Task to complete >> Please show all lines of the records that include "looking".

Record excerpts >>
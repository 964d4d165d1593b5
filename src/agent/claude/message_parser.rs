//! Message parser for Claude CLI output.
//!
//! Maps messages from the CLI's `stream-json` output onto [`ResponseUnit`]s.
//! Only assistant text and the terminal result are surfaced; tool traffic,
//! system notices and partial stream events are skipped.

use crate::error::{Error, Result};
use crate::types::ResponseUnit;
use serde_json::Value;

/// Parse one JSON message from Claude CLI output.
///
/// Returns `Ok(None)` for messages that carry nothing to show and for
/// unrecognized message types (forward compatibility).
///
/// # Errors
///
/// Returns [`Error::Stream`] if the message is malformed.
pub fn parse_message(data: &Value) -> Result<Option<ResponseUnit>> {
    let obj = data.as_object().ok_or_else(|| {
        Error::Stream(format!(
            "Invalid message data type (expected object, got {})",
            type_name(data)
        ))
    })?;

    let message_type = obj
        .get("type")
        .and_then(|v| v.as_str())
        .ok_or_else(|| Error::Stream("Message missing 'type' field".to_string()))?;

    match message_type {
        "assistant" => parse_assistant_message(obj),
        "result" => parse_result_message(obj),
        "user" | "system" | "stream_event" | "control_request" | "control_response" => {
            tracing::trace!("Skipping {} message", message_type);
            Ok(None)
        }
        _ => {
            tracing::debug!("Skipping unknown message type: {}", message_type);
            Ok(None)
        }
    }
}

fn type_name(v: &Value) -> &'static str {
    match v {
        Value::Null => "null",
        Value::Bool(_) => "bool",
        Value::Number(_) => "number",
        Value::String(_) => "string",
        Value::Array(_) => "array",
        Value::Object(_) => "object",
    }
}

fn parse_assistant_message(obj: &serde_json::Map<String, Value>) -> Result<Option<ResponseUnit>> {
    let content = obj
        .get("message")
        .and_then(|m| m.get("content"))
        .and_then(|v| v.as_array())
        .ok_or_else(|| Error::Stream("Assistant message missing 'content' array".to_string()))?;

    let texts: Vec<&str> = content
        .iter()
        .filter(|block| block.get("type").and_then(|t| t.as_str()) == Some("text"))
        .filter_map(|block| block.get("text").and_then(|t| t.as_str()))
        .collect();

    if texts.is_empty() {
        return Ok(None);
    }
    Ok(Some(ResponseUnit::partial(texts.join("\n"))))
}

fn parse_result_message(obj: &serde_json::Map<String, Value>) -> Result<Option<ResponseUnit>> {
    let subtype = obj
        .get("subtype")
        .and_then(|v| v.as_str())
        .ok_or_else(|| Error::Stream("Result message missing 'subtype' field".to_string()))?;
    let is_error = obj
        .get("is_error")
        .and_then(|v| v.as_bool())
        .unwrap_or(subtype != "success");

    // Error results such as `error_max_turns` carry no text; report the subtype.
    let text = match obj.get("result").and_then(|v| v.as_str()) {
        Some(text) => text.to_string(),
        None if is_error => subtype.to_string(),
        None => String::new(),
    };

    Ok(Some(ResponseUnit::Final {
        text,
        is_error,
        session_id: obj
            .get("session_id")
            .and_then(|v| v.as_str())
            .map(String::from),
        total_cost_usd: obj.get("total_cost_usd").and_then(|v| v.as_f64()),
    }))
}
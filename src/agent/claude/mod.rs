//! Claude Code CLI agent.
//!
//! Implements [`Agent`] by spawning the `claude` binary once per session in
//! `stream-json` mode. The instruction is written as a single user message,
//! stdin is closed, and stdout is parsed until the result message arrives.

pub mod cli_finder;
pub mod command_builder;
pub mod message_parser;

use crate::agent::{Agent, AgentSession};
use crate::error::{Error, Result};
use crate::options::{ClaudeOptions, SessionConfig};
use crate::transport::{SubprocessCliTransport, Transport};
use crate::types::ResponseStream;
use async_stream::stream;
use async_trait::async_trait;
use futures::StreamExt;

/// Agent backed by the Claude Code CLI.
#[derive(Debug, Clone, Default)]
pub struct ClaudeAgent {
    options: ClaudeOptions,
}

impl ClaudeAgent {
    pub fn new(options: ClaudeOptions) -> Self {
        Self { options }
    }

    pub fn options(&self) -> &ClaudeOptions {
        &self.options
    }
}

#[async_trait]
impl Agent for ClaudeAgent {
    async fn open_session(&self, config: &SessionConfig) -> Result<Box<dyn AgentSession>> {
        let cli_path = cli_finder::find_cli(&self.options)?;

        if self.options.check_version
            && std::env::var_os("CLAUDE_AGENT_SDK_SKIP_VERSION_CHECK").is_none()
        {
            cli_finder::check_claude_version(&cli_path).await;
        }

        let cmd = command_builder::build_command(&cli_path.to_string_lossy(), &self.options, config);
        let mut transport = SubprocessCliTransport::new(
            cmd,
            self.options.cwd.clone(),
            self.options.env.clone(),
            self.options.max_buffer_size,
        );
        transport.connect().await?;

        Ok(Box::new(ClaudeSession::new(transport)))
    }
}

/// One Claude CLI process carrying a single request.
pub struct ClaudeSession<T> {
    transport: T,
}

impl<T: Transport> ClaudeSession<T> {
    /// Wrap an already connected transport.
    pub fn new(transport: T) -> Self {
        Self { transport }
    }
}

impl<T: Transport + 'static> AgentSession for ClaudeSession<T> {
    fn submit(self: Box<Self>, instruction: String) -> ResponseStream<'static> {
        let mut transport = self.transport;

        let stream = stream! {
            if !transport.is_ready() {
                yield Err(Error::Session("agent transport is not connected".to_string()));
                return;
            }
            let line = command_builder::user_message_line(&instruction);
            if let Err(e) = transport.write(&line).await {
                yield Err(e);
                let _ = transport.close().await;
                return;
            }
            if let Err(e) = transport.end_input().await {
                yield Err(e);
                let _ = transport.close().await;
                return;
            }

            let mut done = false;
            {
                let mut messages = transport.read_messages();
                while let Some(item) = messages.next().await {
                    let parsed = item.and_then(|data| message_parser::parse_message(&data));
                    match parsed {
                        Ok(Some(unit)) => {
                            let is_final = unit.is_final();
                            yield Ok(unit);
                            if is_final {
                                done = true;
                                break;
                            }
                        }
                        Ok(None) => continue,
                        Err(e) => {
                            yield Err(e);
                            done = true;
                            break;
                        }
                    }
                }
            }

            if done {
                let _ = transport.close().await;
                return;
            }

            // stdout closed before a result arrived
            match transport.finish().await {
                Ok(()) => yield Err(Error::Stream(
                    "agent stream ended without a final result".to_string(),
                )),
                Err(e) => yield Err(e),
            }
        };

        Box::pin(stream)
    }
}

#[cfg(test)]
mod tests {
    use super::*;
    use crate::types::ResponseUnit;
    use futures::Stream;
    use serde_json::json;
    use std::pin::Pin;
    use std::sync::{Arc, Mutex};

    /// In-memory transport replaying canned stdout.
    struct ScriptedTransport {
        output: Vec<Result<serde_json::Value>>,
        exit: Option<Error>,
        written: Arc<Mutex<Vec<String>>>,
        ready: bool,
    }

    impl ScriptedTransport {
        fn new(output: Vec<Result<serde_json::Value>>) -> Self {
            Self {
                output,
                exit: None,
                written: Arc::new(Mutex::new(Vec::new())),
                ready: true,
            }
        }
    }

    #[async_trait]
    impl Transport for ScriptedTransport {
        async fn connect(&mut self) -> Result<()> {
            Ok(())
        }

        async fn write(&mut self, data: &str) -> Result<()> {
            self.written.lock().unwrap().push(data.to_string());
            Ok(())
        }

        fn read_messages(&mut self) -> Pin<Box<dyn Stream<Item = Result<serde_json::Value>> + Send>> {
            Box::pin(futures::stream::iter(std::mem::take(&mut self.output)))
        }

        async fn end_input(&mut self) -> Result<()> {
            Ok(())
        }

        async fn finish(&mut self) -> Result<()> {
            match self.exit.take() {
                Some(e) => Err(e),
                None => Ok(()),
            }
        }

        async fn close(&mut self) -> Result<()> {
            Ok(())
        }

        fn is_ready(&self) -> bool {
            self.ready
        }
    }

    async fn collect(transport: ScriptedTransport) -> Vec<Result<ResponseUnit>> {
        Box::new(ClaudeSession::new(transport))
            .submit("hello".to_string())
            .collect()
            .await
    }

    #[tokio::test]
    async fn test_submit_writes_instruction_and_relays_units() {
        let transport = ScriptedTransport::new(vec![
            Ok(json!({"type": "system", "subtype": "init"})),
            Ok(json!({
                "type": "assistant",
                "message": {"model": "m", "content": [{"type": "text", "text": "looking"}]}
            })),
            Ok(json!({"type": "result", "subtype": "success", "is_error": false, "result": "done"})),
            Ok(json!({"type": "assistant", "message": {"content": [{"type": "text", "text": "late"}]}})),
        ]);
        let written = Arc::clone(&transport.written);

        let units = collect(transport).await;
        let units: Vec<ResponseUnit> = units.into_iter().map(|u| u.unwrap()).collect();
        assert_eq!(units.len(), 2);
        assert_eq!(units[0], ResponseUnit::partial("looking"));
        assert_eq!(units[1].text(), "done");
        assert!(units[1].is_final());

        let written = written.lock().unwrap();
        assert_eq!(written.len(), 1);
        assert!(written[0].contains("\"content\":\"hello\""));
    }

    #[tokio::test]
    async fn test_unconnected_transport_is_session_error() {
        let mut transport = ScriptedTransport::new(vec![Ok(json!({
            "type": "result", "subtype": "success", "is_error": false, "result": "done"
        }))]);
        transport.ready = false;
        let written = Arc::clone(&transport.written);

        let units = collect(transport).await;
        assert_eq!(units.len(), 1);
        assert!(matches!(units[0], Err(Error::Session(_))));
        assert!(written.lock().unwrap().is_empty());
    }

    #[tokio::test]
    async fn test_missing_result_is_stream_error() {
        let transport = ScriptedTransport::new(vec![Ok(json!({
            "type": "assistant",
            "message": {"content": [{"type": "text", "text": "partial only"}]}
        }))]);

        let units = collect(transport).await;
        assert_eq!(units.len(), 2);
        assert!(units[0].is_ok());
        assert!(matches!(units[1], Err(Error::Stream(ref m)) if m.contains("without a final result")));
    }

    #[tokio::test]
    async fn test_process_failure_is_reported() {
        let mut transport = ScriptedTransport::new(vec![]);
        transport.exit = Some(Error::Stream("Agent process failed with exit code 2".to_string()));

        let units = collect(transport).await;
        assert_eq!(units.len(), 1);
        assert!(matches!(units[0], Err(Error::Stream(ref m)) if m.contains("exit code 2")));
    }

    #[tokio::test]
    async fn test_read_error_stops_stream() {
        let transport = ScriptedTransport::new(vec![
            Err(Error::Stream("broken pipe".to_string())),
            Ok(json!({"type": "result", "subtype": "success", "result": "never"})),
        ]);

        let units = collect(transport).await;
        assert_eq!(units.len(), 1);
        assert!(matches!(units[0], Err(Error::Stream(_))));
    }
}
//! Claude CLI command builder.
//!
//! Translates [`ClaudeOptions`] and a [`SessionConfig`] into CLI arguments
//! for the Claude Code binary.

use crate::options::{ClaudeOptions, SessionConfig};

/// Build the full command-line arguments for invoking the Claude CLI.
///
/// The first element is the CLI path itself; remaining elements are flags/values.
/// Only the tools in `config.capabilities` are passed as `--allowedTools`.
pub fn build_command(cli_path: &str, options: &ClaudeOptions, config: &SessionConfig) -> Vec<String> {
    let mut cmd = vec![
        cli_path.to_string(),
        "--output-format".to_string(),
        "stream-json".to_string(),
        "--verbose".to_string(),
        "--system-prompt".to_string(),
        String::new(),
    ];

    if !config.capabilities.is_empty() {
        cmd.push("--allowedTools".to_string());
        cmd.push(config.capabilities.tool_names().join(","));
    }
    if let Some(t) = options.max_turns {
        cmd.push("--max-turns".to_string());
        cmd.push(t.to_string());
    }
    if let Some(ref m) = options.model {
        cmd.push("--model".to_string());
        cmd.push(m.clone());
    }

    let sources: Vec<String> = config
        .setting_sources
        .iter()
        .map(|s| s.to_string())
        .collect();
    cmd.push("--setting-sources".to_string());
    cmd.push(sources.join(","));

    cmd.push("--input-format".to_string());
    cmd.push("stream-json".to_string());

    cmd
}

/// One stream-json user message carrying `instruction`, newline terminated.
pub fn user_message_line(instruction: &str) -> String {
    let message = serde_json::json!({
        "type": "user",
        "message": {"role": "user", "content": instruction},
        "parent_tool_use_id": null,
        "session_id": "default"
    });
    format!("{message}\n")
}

Written answer >>
                "message": {"model": "m", "content": [{"type": "text", "text": "looking"}]}
        assert_eq!(units[0], ResponseUnit::partial("looking"));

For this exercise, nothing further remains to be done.